Kobbie Mainoo could be part of Gareth Southgate’s squad for Euro 2024, but start not guaranteed

It tells me that the England manager may listen to his more conservative instincts when it comes to preparing his team for a must-see opener.

That will fuel Southgate’s critics, and rightly so. There are times when courage can be a virtue.

However, it is also worth noting that Mainoo, for all his obvious potential and talent, is currently playing in a United midfield that is constantly overrun, outplayed and outmatched by Premier League teams.

As Gary Neville said after the draw against Liverpool, it is United’s three midfielders who represent the team’s biggest ongoing weakness.

Kobbie Mainoo celebrates his stunning goal for Manchester United against Liverpool

Mainoo cannot be solely blamed for this.
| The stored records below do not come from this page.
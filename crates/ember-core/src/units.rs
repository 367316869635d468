//! Per-unit decisions.
//!
//! Only workers are driven; carts cannot mine, so they stay put and hold
//! their cell. A worker with free cargo space goes harvesting. A full unit founds a city
//! when every city is safe and it is standing on a buildable cell, heads
//! for a build site when every city is safe but it is not, rescues the
//! first at-risk city otherwise, and falls back on dropping its cargo at
//! the nearest city tile.
//!
//! Every step goes through [`movement::resolve`](crate::movement::resolve).
//! A unit that ends up staying where it is holds its own cell so nobody
//! moves onto it.

use ember_types::{Action, Annotation, Direction, Position};
use ember_world::{Cell, GameMap, Player, Unit};
use rand::Rng;
use tracing::debug;

use crate::config::DebugConfig;
use crate::fuel::{TileFuelStatus, rescue_target};
use crate::movement::{MovementState, deflect, resolve};
use crate::proximity::{closest_build_site, closest_city_tile, closest_resource};

/// What a unit has decided to do this turn.
#[derive(Debug, Clone, Copy, PartialEq, Eq)]
pub enum Intent {
    /// Move toward a resource cell it can mine.
    Harvest(Position),
    /// Found a city on the current cell.
    BuildCity,
    /// Move toward an empty cell next to one of our cities.
    BuildSite(Position),
    /// Move toward a city tile that may burn out.
    Rescue(Position),
    /// Move toward the nearest city tile to hand over cargo.
    Deposit(Position),
    /// Nothing to do.
    Idle,
}

impl Intent {
    /// Short label for logs.
    pub const fn as_str(self) -> &'static str {
        match self {
            Self::Harvest(_) => "harvest",
            Self::BuildCity => "build_city",
            Self::BuildSite(_) => "build_site",
            Self::Rescue(_) => "rescue",
            Self::Deposit(_) => "deposit",
            Self::Idle => "idle",
        }
    }
}

/// Turn-wide context shared by every unit decision.
#[derive(Debug, Clone)]
pub struct UnitPlanner<'a> {
    map: &'a GameMap,
    player: &'a Player,
    resources: Vec<&'a Cell>,
    rescue: Option<Position>,
    annotate_build_sites: bool,
}

impl<'a> UnitPlanner<'a> {
    /// Set up planning for `player`'s units.
    ///
    /// `resources` are the cells holding resources, as returned by
    /// [`find_resources`](crate::resources::find_resources). `fuel` is the
    /// output of [`analyze`](crate::fuel::analyze) for the same player.
    pub fn new(
        map: &'a GameMap,
        player: &'a Player,
        resources: Vec<&'a Cell>,
        fuel: &[TileFuelStatus],
        debug: &DebugConfig,
    ) -> Self {
        Self {
            map,
            player,
            resources,
            rescue: rescue_target(fuel),
            annotate_build_sites: debug.annotate_build_sites,
        }
    }

    /// Whether no city is at risk of burning out.
    pub const fn all_cities_safe(&self) -> bool {
        self.rescue.is_none()
    }

    /// Decide what `unit` wants, ignoring other units and cooldown.
    pub fn intent(&self, unit: &Unit) -> Intent {
        if !unit.is_worker() {
            return Intent::Idle;
        }

        if unit.cargo_space_left() > 0 {
            return closest_resource(unit.pos, self.player, &self.resources)
                .map_or(Intent::Idle, |cell| Intent::Harvest(cell.pos));
        }

        if self.all_cities_safe() {
            if unit.can_build(self.map) {
                return Intent::BuildCity;
            }
            if let Some(site) = closest_build_site(unit.pos, self.map, self.player) {
                return Intent::BuildSite(site);
            }
        }

        if let Some(target) = self.rescue {
            return Intent::Rescue(target);
        }

        closest_city_tile(unit.pos, self.player).map_or(Intent::Idle, |tile| Intent::Deposit(tile.pos))
    }

    /// Plan `unit`'s action for the turn, claiming cells in `movement`.
    ///
    /// Build-site targets are recorded in `annotations` when enabled.
    pub fn plan<R: Rng + ?Sized>(
        &self,
        unit: &Unit,
        movement: &mut MovementState,
        annotations: &mut Vec<Annotation>,
        rng: &mut R,
    ) -> Option<Action> {
        let intent = if unit.can_act() {
            self.intent(unit)
        } else {
            Intent::Idle
        };
        debug!(unit_id = %unit.id, pos = %unit.pos, intent = intent.as_str(), "unit intent");

        let action = match intent {
            Intent::Idle => None,
            Intent::BuildCity => Some(Action::BuildCity {
                unit_id: unit.id.clone(),
            }),
            Intent::BuildSite(site) => {
                if self.annotate_build_sites {
                    annotations.push(Annotation::circle(site));
                }
                let direction = deflect(self.map, unit.pos, site, unit.pos.direction_to(site));
                step(unit, direction, movement, rng)
            }
            Intent::Harvest(target) | Intent::Rescue(target) | Intent::Deposit(target) => {
                step(unit, unit.pos.direction_to(target), movement, rng)
            }
        };

        if !matches!(action, Some(Action::Move { .. })) {
            movement.hold(unit.pos);
        }
        action
    }
}

fn step<R: Rng + ?Sized>(
    unit: &Unit,
    desired: Direction,
    movement: &mut MovementState,
    rng: &mut R,
) -> Option<Action> {
    resolve(movement, unit.pos, desired, rng).map(|direction| Action::Move {
        unit_id: unit.id.clone(),
        direction,
    })
}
Bruno Fernandes and Casemiro are also in it and they have much more experience than the teenager.

But Mainoo is part of that midfield and as such is part of a problem. Southgate must have noticed this too.

Just after Manchester United had equalized against Liverpool at Old Trafford, the visiting team launched one of those counter-attacks that so often seemed to open the opponents like a can of beans, but almost inevitably came to naught.

On this occasion the numerical overload ended with Darwin Nunez in possession at the far post.

The Liverpool striker could have shot. He could have given a two-yard pass back inside to the unmarked Dominik Szoboszlai. Instead, he hit the ball back across the goal, to absolutely no one.

Darwin Nunez fires the ball across goal to no one during his frustrating display at Old Trafford

On a chaotic afternoon it was a defining moment, one that would have halted United’s recovery.

But it didn’t happen because a young footballer who is so much talked about failed to simply lift his head and look.

Nunez is a player I would pay to watch. I’ve tipped him for great things before on this page and I stand by that. But my resolve is weakening.

If you haven’t mastered some of the basics of the game at 24, when will you?